Она хотела спросить: как же так, ты не оставил ни одной фотографии мамы? Ну хотя бы для меня! Но догадалась, что это мачеха ему не позволила, ей стало жаль отца, и она больше ни о чем его не спрашивала. Она захотела поехать в Сосновку к дедушке и сходить на могилку мамы. Отец не сумел ее понять и не советовал ехать, потому что будто бы дедушка ее, Харитон Степанович, не обрадуется ее неожиданному появлению, а главное, маме Саше это все будет неприятно. Мама Саша будет недовольна. Алла ни в чем не виновата, винить надо глупую бабу из Сосновки, но все же Алла не должна дома и вида подавать и быть более внимательной к маме Саше, воспитавшей и взраставшей ее.

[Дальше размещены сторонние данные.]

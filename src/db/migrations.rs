//! Store initialization: connection pool, pragmas and schema.

use sqlx::sqlite::{SqliteConnection, SqlitePool, SqlitePoolOptions};
use std::path::Path;
use tracing::{debug, info};

/// Open (creating if needed) the SQLite store and apply the schema.
pub async fn init_db(db_path: &str) -> Result<SqlitePool, sqlx::Error> {
    if let Some(parent) = Path::new(db_path).parent() {
        if !parent.as_os_str().is_empty() {
            std::fs::create_dir_all(parent).ok();
        }
    }

    let pool = SqlitePoolOptions::new()
        .max_connections(5)
        .after_connect(|conn, _meta| Box::pin(async move { configure_pragmas(conn).await }))
        .connect(&format!("sqlite:{}?mode=rwc", db_path))
        .await?;

    apply_schema(&pool).await?;

    info!(path = %db_path, "Vessel store ready");
    Ok(pool)
}

/// Apply `schema.sql`. Every statement is `IF NOT EXISTS`, so this is idempotent.
async fn apply_schema(pool: &SqlitePool) -> Result<(), sqlx::Error> {
    let schema_sql = include_str!("schema.sql");

    let mut applied = 0usize;
    for statement in schema_sql.split(';').map(str::trim).filter(|s| !s.is_empty()) {
        sqlx::query(statement).execute(pool).await?;
        applied += 1;
    }

    debug!(statements = applied, "Schema applied");
    Ok(())
}

async fn configure_pragmas(conn: &mut SqliteConnection) -> Result<(), sqlx::Error> {
    sqlx::query("PRAGMA foreign_keys = ON")
        .execute(&mut *conn)
        .await?;
    // journal_mode reports the mode actually set, so it has to be fetched.
    sqlx::query("PRAGMA journal_mode = WAL")
        .fetch_one(&mut *conn)
        .await?;
    sqlx::query("PRAGMA busy_timeout = 5000")
        .execute(&mut *conn)
        .await?;
    Ok(())
}
use std::collections::HashMap;
use std::net::IpAddr;
use thiserror::Error;

#[derive(Debug, Clone)]
pub struct Config {
    pub port: u16,
    pub bind_addr: IpAddr,
    pub database_path: String,
}

#[derive(Debug, Error)]
pub enum ConfigError {
    #[error("Missing required environment variable: {0}")]
    MissingEnv(String),
    #[error("Invalid value for {0}: {1}")]
    InvalidValue(String, String),
}

impl Config {
    pub fn from_env() -> Result<Self, ConfigError> {
        Self::from_env_map(std::env::vars().collect())
    }

    pub fn from_env_map(env_map: HashMap<String, String>) -> Result<Self, ConfigError> {
        let port = env_map
            .get("PORT")
            .map(|s| s.as_str())
            .unwrap_or("8080")
            .parse::<u16>()
            .map_err(|_| {
                ConfigError::InvalidValue("PORT".to_string(), "must be a valid u16".to_string())
            })?;

        let bind_addr = env_map
            .get("BIND_ADDR")
            .map(|s| s.as_str())
            .unwrap_or("127.0.0.1")
            .parse::<IpAddr>()
            .map_err(|_| {
                ConfigError::InvalidValue(
                    "BIND_ADDR".to_string(),
                    "must be an IPv4 or IPv6 address".to_string(),
                )
            })?;

        let database_path = env_map
            .get("DATABASE_PATH")
            .map(|s| s.trim().to_string())
            .filter(|s| !s.is_empty())
            .ok_or_else(|| ConfigError::MissingEnv("DATABASE_PATH".to_string()))?;

        Ok(Config {
            port,
            bind_addr,
            database_path,
        })
    }
}

#[cfg(test)]
mod tests {
    use super::*;

    fn setup_required_env() -> HashMap<String, String> {
        let mut map = HashMap::new();
        map.insert("DATABASE_PATH".to_string(), "/tmp/cargo_pnl.db".to_string());
        map
    }

    #[test]
    fn test_defaults() {
        let config = Config::from_env_map(setup_required_env()).unwrap();
        assert_eq!(config.port, 8080);
        assert_eq!(config.bind_addr.to_string(), "127.0.0.1");
        assert_eq!(config.database_path, "/tmp/cargo_pnl.db");
    }

    #[test]
    fn test_missing_database_path() {
        let mut env_map = setup_required_env();
        env_map.remove("DATABASE_PATH");
        match Config::from_env_map(env_map) {
            Err(ConfigError::MissingEnv(s)) => assert_eq!(s, "DATABASE_PATH"),
            _ => panic!("Expected MissingEnv error"),
        }
    }

    #[test]
    fn test_blank_database_path_is_missing() {
        let mut env_map = setup_required_env();
        env_map.insert("DATABASE_PATH".to_string(), "  ".to_string());
        assert!(matches!(
            Config::from_env_map(env_map),
            Err(ConfigError::MissingEnv(_))
        ));
    }

    #[test]
    fn test_invalid_port() {
        let mut env_map = setup_required_env();
        env_map.insert("PORT".to_string(), "not_a_number".to_string());
        match Config::from_env_map(env_map) {
            Err(ConfigError::InvalidValue(k, _)) => assert_eq!(k, "PORT"),
            _ => panic!("Expected InvalidValue error"),
        }
    }

    #[test]
    fn test_invalid_bind_addr() {
        let mut env_map = setup_required_env();
        env_map.insert("BIND_ADDR".to_string(), "localhost:80".to_string());
        match Config::from_env_map(env_map) {
            Err(ConfigError::InvalidValue(k, _)) => assert_eq!(k, "BIND_ADDR"),
            _ => panic!("Expected InvalidValue error"),
        }
    }
}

Алла не спорила, не возражала, слушала отца молча, но для себя твердо решила, что не позже как завтра пойдет в Сосновку. И пошла. Пешком. Пятнадцатикилометровый путь показался долгим, но не утомительным. Еще не доходя до Сосновки - большого, пожалуй, такого же, как их районный центр, села с высокой колокольней на площади, Алла увидела за огородами старую березовую рощу. И поняла - там кладбище. Туда сразу и направилась Алла, потому что для нее было важнее всего побывать на маминой могилке. Она никогда здесь не была, но твердо верила, что могилу найдет безошибочно. Она медленно шла мимо деревянных и железных крестов над зелеными холмиками, бегло скользила глазами по редким дощечкам с надписями - на большинстве крестов никаких надписей не было - и все дальше, дальше, к левому уголку, где темнел куст старой сирени. Не куда-нибудь, а именно туда тянуло ее что-то и звало, и она шла, повинуясь этой славой и необъяснимой силе.
Наконец стремительный взгляд ее пробежал по холмикам и остановился на одном. Только теперь в ее сознании всплыло, что на могилке ее матери к кресту прикреплена фотография. Они попадались ей и раньше, но она шла мимо них прямо к этому кресту с фотографией, к этому холмику, неогороженному, поросшему, как и большинство других, невысокой густой травой. Фотография была испорчена дождями, морозами, солнцем и временем. Все стерлось, осталась лишь белая с рыжим заплывом бумажка в застекленной рамочке. Даже невозможно определить, кто похоронен здесь, мужчина или женщина, но Алла сразу уверилась, что это могила ее мамы.
Почему она вспомнила об этом сейчас - через десять с лишком лет, когда, отведав спелой малины, она неторопливо шла в сторону Белого пруда? Здесь совсем не грибное место. Но она идет туда, подчиняясь властному зову, которому она не в состоянии противиться. Вот так же было и тогда, на кладбище. И через полчаса, войдя в Сосновку и не зная никаких примет дедушкиного дома, она не стала никого спрашивать, где живет Харитон Рыбаков, а просто неторопливо шла по улице, пристально вглядываясь в дома, смотревшие на нее любопытно резными наличниками. Ни в какой другой дом не постучала, а направилась сразу в старую, уже ветхую избу Харитона Рыбакова, ровесницу самого хозяина, который в это время поправлял прогнившие ступени у крыльца. Был он очень стар и лыс, с кудлатой, пышной, но совсем неухоженной белой бородой. На девчонку, несмело переступившую порог калитки, посмотрел подслеповато и встревоженно.
- Здравствуйте, дедушка… Харитон, - ласково поздоровалась Алла.
- Здравствуй… внучка, - не очень решительно ответил старик. Так они с минуту глядели друг на друга изучающе. У старика перехватило дыхание и заколотилось сердце: в девочке он узнал свою покойную дочь и теперь не мог произнести слова. Стоял, смотрел и ждал.
- Вы меня не узнаете, дедушка? Вы Харитон Степанович? Рыбаков вы?
Алла не подумала, что дедушка в последний раз видел ее маленьким двухлетним ребенком. Как же он мог теперь узнать ее, четырнадцатилетнего подростка? А вот уже узнал, сердцем почувствовал - внучка, дочь Надежды.
Потом вдвоем сидели они в неуютной дедушкиной избе, и Алла, рассказывая старику про свое житье-бытье, все смотрела и не могла наглядеться на единственную фотографию мамы.
- Остальное все отец твой забрал, - говорил дедушка.
- Нет, он сказал, что здесь остались и письма, и вещи, - утверждала внучка.